I see three tables involved here:
- user_type with two rows MEMBER and STAFF, contains the rental limit
- users with one row per user, each user is tagged with a user_type
- rentals with the users' rentals and a return date, so we see when a rental is ended
Then I'd create a compound trigger to check whether reantal inserts violate a user's rental limit.
CREATE OR REPLACE TRIGGER trg_rental_limit_check
FOR INSERT ON rentals COMPOUND TRIGGER
-- -----------------------------------------------------------
-- DECLARATION SECTION
-- -----------------------------------------------------------
v_user_ids sys.ora_mining_number_nt := sys.ora_mining_number_nt();
-- -----------------------------------------------------------
-- AFTER EACH ROW SECTION
-- -----------------------------------------------------------
AFTER EACH ROW IS
BEGIN
v_user_ids.extend(1);
v_user_ids(v_user_ids.count) := :new.user_id;
END AFTER EACH ROW;
-- -----------------------------------------------------------
-- AFTER STATEMENT SECTION
-- -----------------------------------------------------------
AFTER STATEMENT IS
BEGIN
FOR rec IN
(
select listagg(user_id, ', ') within group (order by user_id) as users
from
(
select user_id
from rentals r
where user_id in (select * from table(v_user_ids))
and return_date is null
group by user_id
having count(*) > (select ut.rental_limit
from users u
join user_type ut on ut.user_type_id = u.user_type_id
where u.user_id = r.user_id
)
)
)
LOOP
RAISE_APPLICATION_ERROR(-20001, 'Too many rentals for user(s) ' || rec.users);
END LOOP;
END AFTER STATEMENT;
END trg_rental_limit_check;
(Of course you can call the users table MEMBERSHIP_CARD and the user_type table MEMBERSHIP_TYPE, if you like that better :-)
As to
But is this overkill if there are only 2 membership types..?

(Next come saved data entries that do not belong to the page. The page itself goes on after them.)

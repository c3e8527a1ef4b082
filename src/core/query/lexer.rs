use crate::core::errors::*;
use once_cell::sync::Lazy;
use std::collections::HashMap;
use std::fmt;

#[derive(Debug, Clone, Copy, PartialEq, Eq, Hash)]
pub enum TokenType {
    Eof,
    Illegal,

    Ident,
    String,
    Number,

    Select,
    From,
    Where,
    Join,
    Inner,
    On,
    Using,
    As,
    Group,
    Order,
    By,
    Asc,
    Desc,
    Limit,
    Insert,
    Update,
    Delete,
    GeodesicDistance,
    Curvature,
    Point,

    Eq,
    NotEq,
    Gt,
    Gte,
    Lt,
    Lte,

    Star,
    LParen,
    RParen,
    Comma,
    Dot,
    Semicolon,
}

impl fmt::Display for TokenType {
    fn fmt(&self, f: &mut fmt::Formatter) -> fmt::Result {
        match self {
            TokenType::Eof => write!(f, "EOF"),
            TokenType::Illegal => write!(f, "ILLEGAL"),
            TokenType::Ident => write!(f, "IDENT"),
            TokenType::String => write!(f, "STRING"),
            TokenType::Number => write!(f, "NUMBER"),
            TokenType::Select => write!(f, "SELECT"),
            TokenType::From => write!(f, "FROM"),
            TokenType::Where => write!(f, "WHERE"),
            TokenType::Join => write!(f, "JOIN"),
            TokenType::Inner => write!(f, "INNER"),
            TokenType::On => write!(f, "ON"),
            TokenType::Using => write!(f, "USING"),
            TokenType::As => write!(f, "AS"),
            TokenType::Group => write!(f, "GROUP"),
            TokenType::Order => write!(f, "ORDER"),
            TokenType::By => write!(f, "BY"),
            TokenType::Asc => write!(f, "ASC"),
            TokenType::Desc => write!(f, "DESC"),
            TokenType::Limit => write!(f, "LIMIT"),
            TokenType::Insert => write!(f, "INSERT"),
            TokenType::Update => write!(f, "UPDATE"),
            TokenType::Delete => write!(f, "DELETE"),
            TokenType::GeodesicDistance => write!(f, "GEODESIC_DISTANCE"),
            TokenType::Curvature => write!(f, "CURVATURE"),
            TokenType::Point => write!(f, "POINT"),
            TokenType::Eq => write!(f, "="),
            TokenType::NotEq => write!(f, "!="),
            TokenType::Gt => write!(f, ">"),
            TokenType::Gte => write!(f, ">="),
            TokenType::Lt => write!(f, "<"),
            TokenType::Lte => write!(f, "<="),
            TokenType::Star => write!(f, "*"),
            TokenType::LParen => write!(f, "("),
            TokenType::RParen => write!(f, ")"),
            TokenType::Comma => write!(f, ","),
            TokenType::Dot => write!(f, "."),
            TokenType::Semicolon => write!(f, ";"),
        }
    }
}

static KEYWORDS: Lazy<HashMap<&'static str, TokenType>> = Lazy::new(|| {
    let mut map = HashMap::new();
    map.insert("select", TokenType::Select);
    map.insert("from", TokenType::From);
    map.insert("where", TokenType::Where);
    map.insert("join", TokenType::Join);
    map.insert("inner", TokenType::Inner);
    map.insert("on", TokenType::On);
    map.insert("using", TokenType::Using);
    map.insert("as", TokenType::As);
    map.insert("group", TokenType::Group);
    map.insert("order", TokenType::Order);
    map.insert("by", TokenType::By);
    map.insert("asc", TokenType::Asc);
    map.insert("desc", TokenType::Desc);
    map.insert("limit", TokenType::Limit);
    map.insert("insert", TokenType::Insert);
    map.insert("update", TokenType::Update);
    map.insert("delete", TokenType::Delete);
    map.insert("geodesic_distance", TokenType::GeodesicDistance);
    map.insert("curvature", TokenType::Curvature);
    map.insert("point", TokenType::Point);
    map
});

#[derive(Debug, Clone, PartialEq)]
pub struct Token {
    pub token_type: TokenType,
    pub value: String,
    pub pos: usize,
}

impl Token {
    fn new(token_type: TokenType, value: String, pos: usize) -> Self {
        Self {
            token_type,
            value,
            pos,
        }
    }

    /// How the token reads in an error message.
    pub fn describe(&self) -> String {
        match self.token_type {
            TokenType::Eof => "end of input".to_string(),
            TokenType::String => format!("'{}'", self.value),
            _ => self.value.clone(),
        }
    }
}

/// Character-at-a-time scanner; `ch` is the current character and `pos` the
/// index of the one after it.
pub struct Lexer {
    input: Vec<char>,
    pos: usize,
    ch: char,
}

impl Lexer {
    pub fn new(input: &str) -> Self {
        let chars: Vec<char> = input.chars().collect();
        let mut lexer = Self {
            input: chars,
            pos: 0,
            ch: '\0',
        };
        lexer.read_char();
        lexer
    }

    fn read_char(&mut self) {
        if self.pos >= self.input.len() {
            self.ch = '\0';
        } else {
            self.ch = self.input[self.pos];
        }
        self.pos += 1;
    }

    fn peek_char(&self) -> char {
        if self.pos >= self.input.len() {
            '\0'
        } else {
            self.input[self.pos]
        }
    }

    fn single(&mut self, token_type: TokenType, pos: usize) -> Token {
        let tok = Token::new(token_type, self.ch.to_string(), pos);
        self.read_char();
        tok
    }

    fn double(&mut self, token_type: TokenType, value: &str, pos: usize) -> Token {
        self.read_char();
        self.read_char();
        Token::new(token_type, value.to_string(), pos)
    }

    pub fn next_token(&mut self) -> Result<Token> {
        self.skip_whitespace();

        let token_pos = self.pos.saturating_sub(1);

        let token = match self.ch {
            '\0' if self.pos > self.input.len() => Token::new(TokenType::Eof, String::new(), token_pos),
            '(' => self.single(TokenType::LParen, token_pos),
            ')' => self.single(TokenType::RParen, token_pos),
            ',' => self.single(TokenType::Comma, token_pos),
            '.' => self.single(TokenType::Dot, token_pos),
            ';' => self.single(TokenType::Semicolon, token_pos),
            '*' => self.single(TokenType::Star, token_pos),
            '=' => self.single(TokenType::Eq, token_pos),
            '!' if self.peek_char() == '=' => self.double(TokenType::NotEq, "!=", token_pos),
            '>' if self.peek_char() == '=' => self.double(TokenType::Gte, ">=", token_pos),
            '>' => self.single(TokenType::Gt, token_pos),
            '<' if self.peek_char() == '=' => self.double(TokenType::Lte, "<=", token_pos),
            '<' if self.peek_char() == '>' => self.double(TokenType::NotEq, "<>", token_pos),
            '<' => self.single(TokenType::Lt, token_pos),
            '"' | '\'' => {
                let value = self.read_string(token_pos)?;
                Token::new(TokenType::String, value, token_pos)
            }
            '-' if self.peek_char().is_ascii_digit() => {
                let value = self.read_number();
                Token::new(TokenType::Number, value, token_pos)
            }
            _ => {
                if is_ident_start(self.ch) {
                    let value = self.read_identifier();
                    let token_type = lookup_keyword(&value);
                    Token::new(token_type, value, token_pos)
                } else if self.ch.is_ascii_digit() {
                    let value = self.read_number();
                    Token::new(TokenType::Number, value, token_pos)
                } else {
                    self.single(TokenType::Illegal, token_pos)
                }
            }
        };

        Ok(token)
    }

    fn skip_whitespace(&mut self) {
        while self.ch.is_whitespace() {
            self.read_char();
        }
    }

    fn read_identifier(&mut self) -> String {
        let start = self.pos - 1;
        while is_ident_start(self.ch) || self.ch.is_ascii_digit() {
            self.read_char();
        }
        self.input[start..self.pos - 1].iter().collect()
    }

    fn read_number(&mut self) -> String {
        let start = self.pos - 1;
        if self.ch == '-' {
            self.read_char();
        }
        while self.ch.is_ascii_digit() {
            self.read_char();
        }

        if self.ch == '.' && self.peek_char().is_ascii_digit() {
            self.read_char();
            while self.ch.is_ascii_digit() {
                self.read_char();
            }
        }

        if (self.ch == 'e' || self.ch == 'E')
            && (self.peek_char().is_ascii_digit() || self.peek_char() == '-' || self.peek_char() == '+')
        {
            self.read_char();
            if self.ch == '-' || self.ch == '+' {
                self.read_char();
            }
            while self.ch.is_ascii_digit() {
                self.read_char();
            }
        }

        self.input[start..self.pos - 1].iter().collect()
    }

    /// A doubled quote inside the literal stands for one quote character.
    fn read_string(&mut self, token_pos: usize) -> Result<String> {
        let quote = self.ch;
        let mut value = String::new();
        self.read_char();

        loop {
            if self.ch == '\0' && self.pos > self.input.len() {
                return Err(Error::Parse {
                    expected: format!("closing {}", quote),
                    found: "end of input".to_string(),
                    pos: token_pos,
                });
            }
            if self.ch == quote {
                if self.peek_char() == quote {
                    value.push(quote);
                    self.read_char();
                    self.read_char();
                    continue;
                }
                self.read_char();
                return Ok(value);
            }
            value.push(self.ch);
            self.read_char();
        }
    }
}

fn lookup_keyword(ident: &str) -> TokenType {
    KEYWORDS
        .get(ident.to_lowercase().as_str())
        .copied()
        .unwrap_or(TokenType::Ident)
}

fn is_ident_start(ch: char) -> bool {
    ch.is_alphabetic() || ch == '_'
}

pub fn tokenize(query: &str) -> Result<Vec<Token>> {
    let mut lexer = Lexer::new(query);
    let mut tokens = Vec::new();

    loop {
        let token = lexer.next_token()?;
        if token.token_type == TokenType::Illegal {
            return Err(Error::Parse {
                expected: "token".to_string(),
                found: token.value,
                pos: token.pos,
            });
        }
        let is_eof = token.token_type == TokenType::Eof;
        tokens.push(token);
        if is_eof {
            break;
        }
    }

    Ok(tokens)
}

No, this is just the proper way to establish the relation in the database. Even without a rental limit there are two types of users, so the least thing you'd want for this is a flag, and Oracle doesn't even have a boolean data type for this. So, if it were just for MEMBER and STAFF, you could already have a separate table indicating the user type. And well, as there is a rental limit depending on the user type, it would be inappropriate not to have this table.
And the trigger guarantees the desired consistency. You don't want to allow rentals exceeding the limit, and you may want your app to check this and prevent this from happening. With the trigger in place, even a faulty app cannot insert reantals that are violating the rule.